Depuis ce jeudi 24 juin au soir, des centaines de tentes sont posées sur le parvis de l’Hôtel de Ville de Paris. A l’intérieur, des migrants en demande de logement. Nous avons rencontré les femmes et les hommes qui occupent la zone ainsi que l’association Utopia 56, à l’origine de cette mobilisation. 

Alors que les cloches de la Mairie de Paris sonnent, les migrants sont toujours là. Depuis le 24 juin, ceux-ci poussent un cri d’alerte. Les sourires, les parties de football et de cartes contrastent avec une situation plus que délicate. 

Faute d’hébergement, près de 250 tentes abritent des migrants sur la place de l’Hôtel de Ville. Des familles, pour la plupart venues d’Afrique subsaharienne, sont toujours en attente de réponse de la part des autorités compétentes.

“Visibiliser la situation et obtenir des mises à l’abris”

Kerill Theurillat, coordinateur de l’antenne de Paris d’Utopia 56, association d’aide au logement pour les migrants et à l’origine de l’opération, a accepté de s’entretenir pour VL média. “On est venu pour demander à l’État des hébergements. On espère avoir le soutien de la mairie si ça se passe mal.” avoue-t-il en faisant référence à une opération similaire menée fin août dernier, qui avait mené à une grosse opération policière. 

Selon lui, 350 et 400 migrants sans-abris seraient présents sur le parvis, en attente de logement. “Pour les trois quarts c’est des familles, il y a aussi quelques mineurs isolés et hommes seuls.” déclare l’organisateur de l’événement. 
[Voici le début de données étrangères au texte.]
impl CoreBranch {
    pub fn new(
        branch: Branch,
        config: &UpgraderConfig,
        cancels: CancelRegistry,
        supervisor: Arc<dyn CoreSupervisor>,
        prompter: Arc<dyn Prompter>,
    ) -> Result<Self> {
        let paths = BranchPaths::new(config, branch);
        let state = Arc::new(RwLock::new(BranchState::new(branch, &paths)));
        let watcher = RollbackWatcher::new(
            paths.backup.clone(),
            config.rollback_debounce(),
            state.clone(),
        );

        Ok(Self {
            branch,
            config: config.clone(),
            releases: ReleaseClient::new(config)?,
            downloader: Downloader::new(config)?,
            paths,
            cancels,
            supervisor,
            prompter,
            state,
            watcher,
            active_download: Mutex::new(None),
        })
    }

    /// Construct the branch and fire both version probes without waiting for them
    pub fn spawn(
        branch: Branch,
        config: &UpgraderConfig,
        cancels: CancelRegistry,
        supervisor: Arc<dyn CoreSupervisor>,
        prompter: Arc<dyn Prompter>,
    ) -> Result<Arc<Self>> {
        let this = Arc::new(Self::new(branch, config, cancels, supervisor, prompter)?);
        this.watcher.trigger();

        let local = this.clone();
        tokio::spawn(async move {
            local.refresh_local_version(false).await;
        });
        let remote = this.clone();
        tokio::spawn(async move {
            remote.refresh_remote_version(false).await;
        });

        Ok(this)
    }

    pub fn branch(&self) -> Branch {
        self.branch
    }

    pub fn paths(&self) -> &BranchPaths {
        &self.paths
    }

    pub fn state(&self) -> BranchState {
        self.state.read().clone()
    }

    pub fn updatable(&self) -> bool {
        self.state.read().updatable()
    }

    pub fn grantable(&self) -> bool {
        self.state.read().grantable()
    }

    pub fn restartable(&self) -> bool {
        let running = self.supervisor.is_running();
        let active = self.supervisor.active_branch();
        self.state.read().restartable(running, active)
    }

    pub fn release_page_url(&self) -> String {
        self.config.release_page_url(self.branch)
    }

    /// Recheck backup existence now instead of after the quiet window
    pub async fn recheck_rollbackable(&self) -> bool {
        self.watcher.check_now().await
    }

    fn update(&self, mutate: impl FnOnce(&mut BranchState)) {
        let changed = {
            let mut state = self.state.write();
            let before = (state.local_version.clone(), state.download_completed);
            mutate(&mut state);
            before.0 != state.local_version || before.1 != state.download_completed
        };
        if changed {
            self.watcher.trigger();
        }
    }

    fn report<T>(&self, result: &Result<T>, success: &str) {
        match result {
            Ok(_) => self.prompter.notify(Notice::Success(success.to_string())),
            Err(e) if e.is_user_abort() => self.prompter.notify(Notice::Info(e.to_string())),
            Err(e) => self.prompter.notify(Notice::Error(e.to_string())),
        }
    }

    /// Probe the installed binary; failures leave the version empty
    pub async fn refresh_local_version(&self, show_tips: bool) -> String {
        self.update(|s| s.local_version_loading = true);

        let probed = version_output(&self.paths.binary).await.and_then(|detail| {
            // kept even when no version can be read from it
            self.update(|s| s.version_detail.clone_from(&detail));
            parse_local(self.branch, detail)
        });
        let version = match probed {
            Ok(local) => {
                tracing::debug!("[{}] Local version: {}", self.branch, local.version);
                let version = local.version.clone();
                self.update(|s| s.local_version = local.version);
                version
            }
            Err(e) => {
                tracing::debug!("[{}] Local probe failed: {e}", self.branch);
                if show_tips {
                    self.prompter.notify(Notice::Error(e.to_string()));
                }
                self.update(|s| s.local_version.clear());
                String::new()
            }
        };

        self.update(|s| s.local_version_loading = false);
        version
    }

    /// Fetch the latest published version; failures leave the version empty
    pub async fn refresh_remote_version(&self, show_tips: bool) -> String {
        self.update(|s| s.remote_version_loading = true);

        let version = match self.releases.remote_version(self.branch).await {
            Ok(version) => {
                tracing::debug!("[{}] Remote version: {version}", self.branch);
                self.update(|s| s.remote_checked_at = Some(Utc::now()));
                version
            }
            Err(e) => {
                tracing::debug!("[{}] Remote probe failed: {e}", self.branch);
                if show_tips {
                    self.prompter.notify(Notice::Error(e.to_string()));
                }
                String::new()
            }
        };

        self.update(|s| {
            s.remote_version.clone_from(&version);
            s.remote_version_loading = false;
        });
        version
    }

    /// Download the latest release asset and install it over the current binary
    pub async fn download_core(&self) -> Result<()> {
        let previously_completed = self.state.read().download_completed;
        self.update(|s| {
            s.downloading = true;
            s.download_completed = false;
        });

        let result = self.fetch_and_install().await;

        self.update(|s| {
            s.downloading = false;
            s.download_completed = match &result {
                Ok(()) => true,
                // nothing was touched, so the branch stays as it was
                Err(e) if e.is_user_abort() => previously_completed,
                Err(_) => false,
            };
        });
        self.report(&result, &format!("{} core updated", self.branch));
        result
    }

    async fn fetch_and_install(&self) -> Result<()> {
        let release = self.releases.fetch_release(self.branch).await?;

        let version = match self.branch {
            Branch::Alpha => self.state.read().remote_version.clone(),
            Branch::Main => release.version().to_string(),
        };
        let asset_name = platform::asset_file_name(&version);
        let asset = release
            .find_asset(&asset_name)
            .ok_or_else(|| UpgraderError::AssetNotFound {
                name: asset_name.clone(),
            })?;

        if !asset.is_bot_upload() {
            let uploader = asset.uploader.login.clone();
            let message = format!(
                "{asset_name} was uploaded by {uploader}, not by the release bot. \
                 It may not be an official build."
            );
            if !self
                .prompter
                .confirm("Warning", &message, "Download anyway")
                .await
            {
                return Err(UpgraderError::UntrustedAsset { uploader });
            }
        }

        let cache_file = BranchPaths::cache_file(&self.config, &asset_name);
        tokio::fs::create_dir_all(&self.paths.working_dir).await?;

        self.download_asset(&asset.browser_download_url, &cache_file, asset.size)
            .await?;

        let scratch = self.config.cache_dir.join(self.branch.as_str());
        let report = installer::install(self.branch, &self.paths, &cache_file, &scratch).await?;
        tracing::info!(
            "[{}] Installed {version} (backup kept: {})",
            self.branch,
            report.backed_up
        );
        self.watcher.trigger();

        self.refresh_local_version(false).await;
        Ok(())
    }

    async fn download_asset(&self, url: &str, cache_file: &Path, size: u64) -> Result<()> {
        let token = self.cancels.register(cache_file);
        *self.active_download.lock() = Some(cache_file.to_path_buf());

        let on_cancel: CancelAction = {
            let cancels = self.cancels.clone();
            let path = cache_file.to_path_buf();
            let grace = self.config.cancel_grace();
            Arc::new(move || {
                cancel_and_cleanup(&cancels, &path, grace);
            })
        };
        let progress = self
            .prompter
            .progress(&format!("Downloading {}", display_name(cache_file)), on_cancel);

        let result = self
            .downloader
            .download(url, cache_file, size, &token, &mut |f: f64| {
                progress.update(f);
            })
            .await;

        progress.finish();
        // once install begins the download can no longer be cancelled
        self.active_download.lock().take();
        self.cancels.unregister(cache_file);
        match result {
            // cancelled after the last chunk, the cleanup is already scheduled
            Ok(()) if token.is_cancelled() => Err(UpgraderError::Cancelled),
            other => other,
        }
    }

    /// Cancel the in-flight download; false when nothing can be cancelled
    pub fn cancel_download(&self) -> bool {
        let Some(path) = self.active_download.lock().clone() else {
            return false;
        };
        cancel_and_cleanup(&self.cancels, &path, self.config.cancel_grace())
    }

    /// Restart the running core; a no-op when nothing runs
    pub async fn restart_core(&self) -> Result<RestartOutcome> {
        if !self.supervisor.is_running() {
            return Ok(RestartOutcome::NotRunning);
        }

        let result = self.supervisor.restart_active_core(None).await;
        match &result {
            Ok(RestartOutcome::Restarted) => {
                self.update(|s| s.download_completed = false);
                self.report(&result, "Core restarted");
            }
            Ok(RestartOutcome::NotRunning) => {
                tracing::info!("[{}] Supervisor refused the restart", self.branch);
            }
            Err(_) => self.report(&result, ""),
        }
        result
    }

    /// Put the backup back in place of the current binary
    pub async fn rollback_core(&self) -> Result<()> {
        let result = self.try_rollback().await;
        self.report(&result, &format!("{} core rolled back", self.branch));
        result
    }

    async fn try_rollback(&self) -> Result<()> {
        let confirmed = self
            .prompter
            .confirm(
                "Warning",
                "Replace the current core with the backed up one? The current core is discarded.",
                "Rollback",
            )
            .await;
        if !confirmed {
            return Err(UpgraderError::Declined("rollback".to_string()));
        }

        if !fsops::exists(&self.paths.backup).await {
            return Err(UpgraderError::Rollback(format!(
                "no backup at {}",
                self.paths.backup.display()
            )));
        }

        let is_current_running =
            self.supervisor.is_running() && self.supervisor.active_branch() == self.branch;

        if is_current_running {
            let backup = self.paths.backup.clone();
            let binary = self.paths.binary.clone();
            let swap: PreStartAction =
                Box::pin(async move { restore_backup(&backup, &binary).await });
            tracing::info!("[{}] Rolling back through a core restart", self.branch);
            let outcome = self.supervisor.restart_active_core(Some(swap)).await?;
            if outcome == RestartOutcome::NotRunning {
                // stopped in the meantime, nothing holds the binary any more
                restore_backup(&self.paths.backup, &self.paths.binary).await?;
            }
        } else {
            restore_backup(&self.paths.backup, &self.paths.binary).await?;
        }
        // the backup is gone even when the restored core reports the same version
        self.watcher.trigger();

        self.refresh_local_version(false).await;
        Ok(())
    }

    pub async fn grant_core_permission(&self) -> Result<()> {
        let result = permission::grant_core_permission(&self.paths.binary).await;
        self.report(&result, "Permission granted");
        result
    }

    pub fn open_release_page(&self) -> Result<()> {
        let url = self.release_page_url();
        tracing::info!("Opening {url}");
        open::that(&url)?;
        Ok(())
    }

    /// The supervisor switched branches; a pending "restart to apply" no longer applies
    pub fn on_active_branch_changed(&self) {
        self.update(|s| s.download_completed = false);
    }
}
Lorsque l’on demande l’origine de ces personnes, les pays d’Afrique sont les plus représentés. Mais, à côté de la Côte d’Ivoire, la Somalie, le Soudan et l’Érythrée, des personnes sont originaires d’Afghanistan ou encore de Macédoine. “Ce sont des gens qui fuient leur pays, des exilés”.

Mais pourquoi une telle situation ? “La situation est très compliquée pour eux quand ils arrivent. On demande depuis très longtemps la création d’un dispositif de premier accueil. Aujourd’hui cela n’existe pas, les personnes doivent passer un certain temps à la rue avant de bénéficier d’une prise en charge”. 

La situation est tendue pour l’association qui n’est actuellement plus en moyen d’aider autant qu’elle le voudrait. L’été n’arrange pas non plus l’affaire des personnes sans logement nous explique Kerill Theurillat. “On pratique en France la politique du thermomètre. Dès que les températures remontent, on estime que c’est plus acceptable qu’il y ait des gens dehors.” 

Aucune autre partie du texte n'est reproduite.